Lost girl, liberated
WARNING: This book review discusses rape and other forms of sexual violence.

Thanks to Jackson Heights Books for the paid opportunity to review Tamara Burke’s memoir, Unbound: My Story of Liberation and the Birth of the Me Too Movement.
When Tamara Burke was seven, an older boy from the neighborhood led her to an abandoned apartment building, ordered her to lay on the concrete floor and raped her. Between ages nine and twelve, another older boy raped her regularly, using Polaroid photos of his previous crimes to extort his will.
She told no one.
Burke would endure more sexual violence as an adult before sharing her experiences with other survivors and launching the #metoo movement, a journey she describes with brutal candor in her memoir, Unbound: My Story of Liberation and the Birth of the Me Too Movement (Flatiron Books, September 2021). Part documentary, part exercise in catharsis, Burke applies her empathy as a community organizer and her writing skills as a journalist to reconstruct “that dark place of shame where we keep our stories.” It is an emotionally grueling read.
Early in her story, Burke paints the childhood assaults with painful naivete, mistaking her rapist’s ejaculate for urine. However, as a Black child of the Bronx during its nadir of urban decay, she knew that notifying the police would only expose her family, particularly her caring stepfather, to their harassment and abuse. If she had told her family but not the police, her stepfather would have dispensed his own justice on her rapist and probably would have ended up in prison.
So Burke told no one.
As the years wore on and the violence accrued, her family’s ignorance of it devolved into abandonment and ultimately betrayal. Burke excels at depicting the emotional harm and humiliation as the accumulation of small nicks: her mother’s continuous criticism of her high-school activities, cold words from a gynecologist during her first pelvic exam, financial manipulation by her employer. Subtle gaslighting and brute violence hardened Burke’s personality and devastated her psyche.
The bright side to Burke’s life was her work as a community organizer in Selma, Alabama, where she developed after-school programs for Black girls and teens. But the trauma of rape remained, paralyzing Burke with renewed pain when her young charges needed her the most.
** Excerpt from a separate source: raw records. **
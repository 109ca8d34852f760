use std::{path::PathBuf, sync::Arc};

use async_trait::async_trait;
use ethers::{
    abi::Token,
    contract::ContractFactory,
    providers::Middleware,
    types::{H160, H256, U256},
};

use crate::{
    artifacts::Artifact,
    contracts::UniswapV2Factory,
    error::ScriptError,
};

#[derive(Clone, Debug, PartialEq, Eq)]
pub struct PairCreation {
    pub pair: H160,
    pub transaction_hash: H256,
}

#[derive(Clone, Debug, PartialEq, Eq)]
pub struct CoreDeployment {
    pub uniswap_v2_erc20: H160,
    pub uniswap_v2_factory: H160,
    pub uniswap_v2_pair: H160,
}

#[async_trait]
pub trait PairFactory {
    async fn create_pair(&self, token_a: H160, token_b: H160) -> Result<PairCreation, ScriptError>;
}

#[async_trait]
pub trait ContractDeployer {
    async fn deploy(&self, artifact: &Artifact, args: Vec<Token>) -> Result<H160, ScriptError>;
}

#[async_trait]
impl<M: Middleware + 'static> PairFactory for UniswapV2Factory<M> {
    async fn create_pair(&self, token_a: H160, token_b: H160) -> Result<PairCreation, ScriptError> {
        let address = self.address();
        let call = self.create_pair(token_a, token_b).legacy();
        let pending = call
            .send()
            .await
            .map_err(|e| ScriptError::from_contract(address, e))?;
        let transaction_hash = pending.tx_hash();
        log::info!("transaction hash:{:?}", transaction_hash);

        let receipt = pending
            .await
            .map_err(|e| ScriptError::RemoteCall(e.to_string()))?
            .ok_or(ScriptError::TransactionDropped(transaction_hash))?;
        log::debug!("createPair mined in block {:?}", receipt.block_number);

        let pair = self
            .get_pair(token_a, token_b)
            .call()
            .await
            .map_err(|e| ScriptError::from_contract(address, e))?;

        Ok(PairCreation {
            pair,
            transaction_hash,
        })
    }
}

/// Deploys compiled Hardhat artifacts found under `artifacts_dir`.
pub struct Deploy<M> {
    client: Arc<M>,
    artifacts_dir: PathBuf,
}

#[async_trait]
impl<M: Middleware + 'static> ContractDeployer for Deploy<M> {
    async fn deploy(&self, artifact: &Artifact, args: Vec<Token>) -> Result<H160, ScriptError> {
        let factory = ContractFactory::new(
            artifact.abi.clone(),
            artifact.bytecode.clone(),
            self.client.clone(),
        );
        // not deployed yet, so there is no address to report
        let (contract, receipt) = factory
            .deploy_tokens(args)
            .map_err(|e| ScriptError::from_contract(H160::zero(), e))?
            .legacy()
            .send_with_receipt()
            .await
            .map_err(|e| ScriptError::RemoteCall(e.to_string()))?;
        log::info!(
            "{} deployed, transaction hash:{:?}",
            artifact.contract_name,
            receipt.transaction_hash
        );
        log::debug!("gas used: {:?}", receipt.gas_used);

        Ok(contract.address())
    }
}

impl<M: Middleware + 'static> Deploy<M> {
    pub fn new(client: Arc<M>, artifacts_dir: impl Into<PathBuf>) -> Self {
        Self {
            client,
            artifacts_dir: artifacts_dir.into(),
        }
    }

    async fn deploy_named(
        &self,
        contract_name: &str,
        args: Vec<Token>,
    ) -> Result<H160, ScriptError> {
        let artifact = Artifact::load(&self.artifacts_dir, contract_name)?;
        self.deploy(&artifact, args).await
    }

    pub async fn deploy_test_token(
        &self,
        name: &str,
        symbol: &str,
        supply: U256,
    ) -> Result<H160, ScriptError> {
        self.deploy_named(
            "TestERC20",
            vec![
                Token::String(name.to_owned()),
                Token::String(symbol.to_owned()),
                Token::Uint(supply),
            ],
        )
        .await
    }

    pub async fn deploy_core(&self, fee_to_setter: H160) -> Result<CoreDeployment, ScriptError> {
        let uniswap_v2_erc20 = self.deploy_named("UniswapV2ERC20", vec![]).await?;

        let uniswap_v2_factory = self
            .deploy_named("UniswapV2Factory", vec![Token::Address(fee_to_setter)])
            .await?;

        let uniswap_v2_pair = self.deploy_named("UniswapV2Pair", vec![]).await?;

        Ok(CoreDeployment {
            uniswap_v2_erc20,
            uniswap_v2_factory,
            uniswap_v2_pair,
        })
    }
}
Burke concluded that she could not help these vulnerable girls without confronting her own experiences.
During a night of catharsis that Burke sketches as a fever dream, sweat soaked and spinning between sleep and delirium, she reaches for a note pad and scribbles: me too.
Though Burke’s experiences are particular to her, she occasionally connects her pain to that of other survivors of sexual violence, particularly in how the white community does not acknowledge trauma in communities of color. She draws on that connection to gently chide the white women actors who co-opted the #metoo hashtag in 2017 to accuse film producer Harvey Weinstein of rape.
“I thought about how sad it must have been for so many Black women and other women of color to watch as white women took a leap of faith and told their stories,” Burke wrote. “The women in Hollywood had, of course, endured agonizing scrutiny and endless harassment for speaking out—but they did, indeed, speak out. Many of their counterparts couldn’t take that same leap.”
Burke also strings together her life choices to depict how racism corners Black survivors into making certain decisions regarding rape. “The pain of watching folks twist themselves out of shape finding new ways to blame little Black girls for their own abuse plays a part … our legacy of living under the oppressive reach of white supremacy has trained us to take on shame that is not ours to carry” she wrote.
The storytelling in Unbound is most robust and dynamic when Burke reconstructs the assaults blow for blow, but it drags when exploring the banalities of high school and college. Also, the more joyful moments of her life—celebrations of her heritage, career success and personal fulfillment—would benefit from more exposition to connect with the reader beyond trauma and fear. Overall, Unbound is a challenging, sometimes exhausting book that prompts readers to willingly or unwillingly explore their own experiences with sexual violence.
For more academic examinations of racism and feminism, there is Against White Feminism (W. W. Norton & Company, 2021), a collection of essays by journalist Rafia Zakaria, and They Were Her Property (Yale University Press, 2020), a history of white women as slave owners in the US South, by historian Stephanie E. Jones-Rogers.
Unbound: My Story of Liberation and the Birth of the Me Too Movement by Tarana Burke. Flatiron Books, September 2021; 272 pages.